Finalmente, al salir de la ducha, el mundo exterior parece diferente. La sensación de frescura y renovación me acompaña, extendiendo los beneficios de ese breve momento a lo largo del día. Y así, la rutina, aunque inevitable, se ve impregnada con la magia de esos minutos con los que he comenzado el día.
Amor a primera vista, de Alexia Saura
Caminaba por las calles desoladas de la ciudad, mi mirada se posaba sobre los escaparates de las pequeñas tiendas situadas debajo de los edificios modernistas, el cielo estaba cubierto por nubes grises y las hojas de los árboles se movían con vigor debido a la fuerte ventisca.
Me dirigía hacia la cafetería del parque de la estación, iba allí siempre que quería desconectar de mi vida como universitaria, pues era perfecto para huir del mundo gracias al ambiente tranquilo y solitario que había.
Al llegar al parque, me dirigí hacia la pequeña cafetería y me senté en una mesa que había al lado de la ventana, pronto un chico guapo y joven vino a atenderme, y ahí fue cuando nuestros ojos se toparon, y mi mundo se detuvo. Los segundos pasaron, nuestras miradas seguían conectadas, el carraspeo, hasta que me preguntó qué quería tomar. Con timidez le respondí “café…con leche”, al escucharme se giró y se fue, en ese instante sentí que mi mundo se volvió más frío, más solitario.

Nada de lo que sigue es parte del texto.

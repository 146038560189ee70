//! Fixed-capacity projectile pools
//!
//! Each owner category gets its own arena of bullet slots sized once at
//! construction. Acquiring from a full pool yields `None` and the shot is
//! simply not fired.

use glam::Vec2;

/// Which side fired a projectile
#[derive(Debug, Clone, Copy, PartialEq, Eq)]
pub enum BulletOwner {
    Player,
    Enemy,
}

/// A pooled projectile slot
#[derive(Debug, Clone)]
pub struct Bullet {
    pub pos: Vec2,
    pub vel: Vec2,
    pub owner: BulletOwner,
    pub active: bool,
}

impl Bullet {
    fn idle(owner: BulletOwner) -> Self {
        Self {
            pos: Vec2::ZERO,
            vel: Vec2::ZERO,
            owner,
            active: false,
        }
    }
}

/// Arena of bullet slots for one owner category
#[derive(Debug, Clone)]
pub struct BulletPool {
    owner: BulletOwner,
    slots: Vec<Bullet>,
}

impl BulletPool {
    pub fn new(owner: BulletOwner, capacity: usize) -> Self {
        Self {
            owner,
            slots: (0..capacity).map(|_| Bullet::idle(owner)).collect(),
        }
    }

    pub fn owner(&self) -> BulletOwner {
        self.owner
    }

    pub fn capacity(&self) -> usize {
        self.slots.len()
    }

    /// Claim an inactive slot, placing it at `pos` with velocity `vel`.
    /// Returns the slot index, or `None` when every slot is live.
    pub fn acquire(&mut self, pos: Vec2, vel: Vec2) -> Option<usize> {
        let index = self.slots.iter().position(|b| !b.active)?;
        let slot = &mut self.slots[index];
        slot.pos = pos;
        slot.vel = vel;
        slot.active = true;
        Some(index)
    }

    /// Return a slot to the pool. Releasing an idle or out-of-range slot is a no-op.
    pub fn release(&mut self, index: usize) {
        if let Some(slot) = self.slots.get_mut(index) {
            slot.active = false;
        }
    }

    pub fn get(&self, index: usize) -> Option<&Bullet> {
        self.slots.get(index)
    }

    pub fn active_count(&self) -> usize {
        self.slots.iter().filter(|b| b.active).count()
    }

    /// Live bullets with their slot index
    pub fn iter_active(&self) -> impl Iterator<Item = (usize, &Bullet)> {
        self.slots.iter().enumerate().filter(|(_, b)| b.active)
    }

    /// Move live bullets and release the ones that left `bounds` (min, max)
    pub fn advance(&mut self, dt: f32, bounds: (Vec2, Vec2)) {
        let (min, max) = bounds;
        for slot in self.slots.iter_mut().filter(|b| b.active) {
            slot.pos += slot.vel * dt;
            if slot.pos.x < min.x || slot.pos.x > max.x || slot.pos.y < min.y || slot.pos.y > max.y {
                slot.active = false;
            }
        }
    }

    /// Deactivate every slot (session reset)
    pub fn release_all(&mut self) {
        for slot in &mut self.slots {
            slot.active = false;
        }
    }
}

/// The pools for both categories
#[derive(Debug, Clone)]
pub struct BulletPools {
    pub player: BulletPool,
    pub enemy: BulletPool,
}

impl BulletPools {
    pub fn new(player_capacity: usize, enemy_capacity: usize) -> Self {
        Self {
            player: BulletPool::new(BulletOwner::Player, player_capacity),
            enemy: BulletPool::new(BulletOwner::Enemy, enemy_capacity),
        }
    }

    pub fn pool_mut(&mut self, owner: BulletOwner) -> &mut BulletPool {
        match owner {
            BulletOwner::Player => &mut self.player,
            BulletOwner::Enemy => &mut self.enemy,
        }
    }

    pub fn acquire(&mut self, owner: BulletOwner, pos: Vec2, vel: Vec2) -> Option<usize> {
        self.pool_mut(owner).acquire(pos, vel)
    }

    pub fn release(&mut self, owner: BulletOwner, index: usize) {
        self.pool_mut(owner).release(index);
    }
}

Aproveché para sacar mi libro y abrir la página por la que me había quedado. A los pocos minutos otro camarero vino a traerme mi pedido, no era el mismo chico guapo de antes, envolví la taza de café con mis manos y tomé un sorbo, para ser café tenía un sabor dulce.
Pronto la campanilla de la puerta sonó, y por ella entró una chica que aproximadamente tenía mi edad, iba con una sonrisa en la cara y sus ojos mostraban un brillo que indicaba felicidad. La joven se dirigió a la barra y se sentó; poco después salió el chico guapo que me había atendido a saludarla. Los dos se abrazaron, para luego darse un pequeño beso. Mis ojos, que lo vieron todo, se aguaron levemente. Así que rápidamente giré la cabeza para ocultarlo, cogí la taza y bebí con el ceño fruncido. El sorbo ya no era dulce, era un amargo café.

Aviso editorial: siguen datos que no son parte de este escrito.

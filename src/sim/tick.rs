//! Fixed timestep simulation tick
//!
//! Core game loop that advances the simulation by one logical delta.

use glam::Vec2;

use super::boss;
use super::clock::Action;
use super::collision;
use super::phase::GamePhase;
use super::progression::shot_pattern;
use super::spawn;
use super::state::{GameEvent, GameState};
use crate::consts::*;

/// Logical input for a single tick
#[derive(Debug, Clone, Default, PartialEq, Eq)]
pub struct TickInput {
    pub left: bool,
    pub right: bool,
    pub up: bool,
    pub down: bool,
    /// Fire held
    pub fire: bool,
    /// Pause toggle (edge, not level)
    pub pause: bool,
}

impl TickInput {
    /// Movement direction from the four held directions (y grows downward)
    pub fn direction(&self) -> Vec2 {
        let axis = |neg: bool, pos: bool| (pos as i8 - neg as i8) as f32;
        Vec2::new(axis(self.left, self.right), axis(self.up, self.down))
    }
}

/// Advance the game state by one fixed timestep of `dt_ms` logical milliseconds
pub fn tick(state: &mut GameState, input: &TickInput, dt_ms: u64) {
    state.events.clear();

    // Toggling into pause consumes the tick; toggling out runs it
    if input.pause {
        let was = state.phase;
        state.phase = state.phase.toggle_pause();
        if state.phase != was {
            log::debug!("{:?} -> {:?}", was, state.phase);
        }
    }

    // Nothing advances outside Playing, including the clock
    if !state.phase.runs_simulation() {
        return;
    }

    let now = state.clock.advance(dt_ms);
    let dt = dt_ms as f32 / 1000.0;

    // Timed effects and difficulty ramp
    state.progress.expire_timers(now);
    if state.difficulty.update(now, &mut state.spawner) {
        state.events.push(GameEvent::DifficultyUp {
            spawn_interval_ms: state.spawner.interval_ms,
        });
    }

    // Player
    state.player.steer(input.direction(), dt, &state.tuning);
    if input.fire && state.progress.try_fire(now, state.tuning.fire_interval_ms) {
        fire_player_weapon(state);
    }

    // Spawning (may call in the boss instead)
    if state.spawner.is_due(now) {
        spawn::spawn_tick(state);
    }

    // Deferred actions
    for action in state.schedule.drain_due(now) {
        dispatch(state, action);
    }

    // Movement
    boss::update(state, dt);
    let width = state.tuning.playfield_width;
    let despawn_y = state.tuning.playfield_height + ENEMY_RADIUS * 2.0;
    for enemy in state.enemies.iter_mut().filter(|e| e.active) {
        enemy.update(now, dt, width);
        if enemy.pos.y > despawn_y {
            enemy.active = false;
        }
    }
    let bounds = state.projectile_bounds();
    state.bullets.player.advance(dt, bounds);
    state.bullets.enemy.advance(dt, bounds);
    let powerup_floor = state.tuning.playfield_height + POWERUP_RADIUS;
    for powerup in state.powerups.iter_mut().filter(|p| p.active) {
        powerup.pos += powerup.vel * dt;
        if powerup.pos.y > powerup_floor {
            powerup.active = false;
        }
    }

    collision::resolve(state);

    state.enemies.retain(|e| e.active);
    state.powerups.retain(|p| p.active);
    state.progress.clamp_invariants();
}

/// Run one deferred action; actions whose subject is gone do nothing
fn dispatch(state: &mut GameState, action: Action) {
    match action {
        Action::EnemyFire { enemy_id } => {
            spawn::enemy_fire(state, enemy_id);
        }
        Action::EnemyFireRepeating { enemy_id, every_ms } => {
            if state.enemy(enemy_id).is_some() {
                spawn::enemy_fire(state, enemy_id);
                let next = state.now() + every_ms;
                state.schedule.at(next, action);
            }
        }
        Action::BossWarningOver { encounter } => boss::begin_entrance(state, encounter),
        Action::BossVolley { encounter } => boss::fire_volley(state, encounter),
        Action::BossExplosionStage { encounter, stage } => {
            boss::explosion_stage(state, encounter, stage)
        }
    }
}

/// Fire the ship's current pattern; shots that find no free slot are dropped
fn fire_player_weapon(state: &mut GameState) {
    let nose = state.player.pos - Vec2::new(0.0, state.player.radius);
    for shot in shot_pattern(state.progress.weapon_level) {
        let _ = state
            .bullets
            .player
            .acquire(nose + shot.offset, shot.dir * PLAYER_BULLET_SPEED);
    }
}

/// Whether the session is frozen
pub fn is_paused(state: &GameState) -> bool {
    state.phase == GamePhase::Paused
}

#[cfg(test)]
mod tests {
    use super::*;
    use crate::sim::phase::PhaseCommand;
    use crate::sim::state::EnemyKind;
    use crate::tuning::Tuning;

    fn playing_state() -> GameState {
        let mut state = GameState::new(12345, Tuning::default());
        state.apply(PhaseCommand::Start);
        state
    }

    #[test]
    fn test_menu_does_not_advance() {
        let mut state = GameState::new(12345, Tuning::default());
        tick(&mut state, &TickInput::default(), SIM_DT_MS);
        assert_eq!(state.now(), 0);
    }

    #[test]
    fn test_tick_pause() {
        let mut state = playing_state();
        tick(&mut state, &TickInput::default(), SIM_DT_MS);
        assert_eq!(state.now(), 10);

        let toggle = TickInput {
            pause: true,
            ..Default::default()
        };
        tick(&mut state, &toggle, SIM_DT_MS);
        assert!(is_paused(&state));
        assert_eq!(state.now(), 10);

        tick(&mut state, &TickInput::default(), SIM_DT_MS);
        assert_eq!(state.now(), 10);

        tick(&mut state, &toggle, SIM_DT_MS);
        assert_eq!(state.phase, GamePhase::Playing);
        assert_eq!(state.now(), 20);
    }

    #[test]
    fn test_first_spawn_after_interval() {
        let mut state = playing_state();
        for _ in 0..199 {
            tick(&mut state, &TickInput::default(), SIM_DT_MS);
        }
        assert!(state.enemies.is_empty());
        tick(&mut state, &TickInput::default(), SIM_DT_MS);
        assert_eq!(state.enemies.len(), 1);
        assert_eq!(state.spawner.next_spawn_at, 4000);
    }

    #[test]
    fn test_fire_rate_limited() {
        let mut state = playing_state();
        let fire = TickInput {
            fire: true,
            ..Default::default()
        };
        // 10 ms ticks for 150 ms: shots at t=10 and t=160 only
        for _ in 0..16 {
            tick(&mut state, &fire, SIM_DT_MS);
        }
        assert_eq!(state.bullets.player.active_count(), 2);
    }

    #[test]
    fn test_weapon_three_fires_three() {
        let mut state = playing_state();
        state.progress.weapon_level = 3;
        let fire = TickInput {
            fire: true,
            ..Default::default()
        };
        tick(&mut state, &fire, SIM_DT_MS);
        assert_eq!(state.bullets.player.active_count(), 3);
    }

    #[test]
    fn test_player_stays_in_bounds() {
        let mut state = playing_state();
        let input = TickInput {
            left: true,
            down: true,
            ..Default::default()
        };
        for _ in 0..500 {
            tick(&mut state, &input, SIM_DT_MS);
        }
        assert_eq!(state.player.pos.x, state.player.radius);
        assert_eq!(state.player.pos.y, 600.0 - state.player.radius);
    }

    #[test]
    fn test_gunship_keeps_firing_until_destroyed() {
        // Tall playfield so the first shot is still in flight at the end
        let tuning = Tuning {
            playfield_height: 2000.0,
            spawn_interval_ms: 1_000_000,
            spawn_interval_floor_ms: 1_000_000,
            ..Default::default()
        };
        let mut state = GameState::new(1, tuning);
        state.apply(PhaseCommand::Start);
        let id = spawn::spawn_enemy(&mut state, EnemyKind::Gunship, 100.0);
        // Park it so it never drifts off screen
        state.enemies[0].vel = Vec2::ZERO;
        state.enemies[0].pos = Vec2::new(100.0, 100.0);

        for _ in 0..330 {
            tick(&mut state, &TickInput::default(), SIM_DT_MS);
        }
        // Shots at 1200 and 3200
        assert_eq!(state.bullets.enemy.active_count(), 2);
        assert_eq!(state.schedule.len(), 1);

        state.enemies[0].active = false;
        for _ in 0..300 {
            tick(&mut state, &TickInput::default(), SIM_DT_MS);
        }
        assert!(state.enemy(id).is_none());
        assert!(state.schedule.is_empty());
    }

    #[test]
    fn test_determinism() {
        let mut state1 = playing_state();
        let mut state2 = playing_state();
        let input = TickInput {
            fire: true,
            right: true,
            ..Default::default()
        };
        for _ in 0..3000 {
            tick(&mut state1, &input, SIM_DT_MS);
            tick(&mut state2, &input, SIM_DT_MS);
        }
        assert_eq!(state1.progress, state2.progress);
        assert_eq!(state1.enemies, state2.enemies);
        assert_eq!(state1.now(), state2.now());
    }
}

La investigación, de Pepe Solans
Era de noche, el detective dejó encima de la mesa la carpeta de la investigación que le había estado rompiendo la cabeza durante días, era una de las investigaciones más confusas que había llevado en toda su carrera como detective privado.
Después de varios días siguiendo a aquel hombre, continuaba sin saber si realmente era él quien había matado a aquellas personas. Aquel sospechoso tenía una rutina que seguía a rajatabla, cada día por la mañana, se levantaba y bajaba a pasear y luego a desayunar en el bar de la esquina y después de media hora subía a su casa y no volvía a salir hasta después de comer, momento en el cual volvía a hacer lo mismo. Todo esto no encajaba con el perfil de un asesino en serie o al menos no de uno de los que él hubiese atrapado. Había algo que resultaba extraño, aquel hombre era demasiado exacto.
Aquella mañana parecía diferente, el hombre se había levantado antes de lo normal y, en vez de irse a casa, cogió una ruta distinta y subió a un bloque de apartamentos. Rápidamente, el detective le siguió y empezó a subir las escaleras detrás de él pero sin que le viera. Llegó al umbral de un piso con la puerta entreabierta donde se escuchaba un ligero ruido que no se podía distinguir muy bien. El detective tenía que tomar una decisión, o entrar y detener al hombre o esperar a ver qué había pasado. Pero sabía que si se estaba cometiendo un asesinato y él estaba allí para evitarlo y no hacía nada, aquello lo martirizaría toda su vida, así que decidió entrar.
Al abrir la puerta y ver lo que estaba pasando se quedó en shock, el hombre al que había estado siguiendo durante un par de semanas solo se había pasado a ver y a ayudar a cocinar a quien él supuso que era su madre. Después de explicar el porqué de su interrupción, salió pidiendo perdón y despidiéndose del hombre y de su pobre madre, sintiendo la mayor vergüenza de su vida.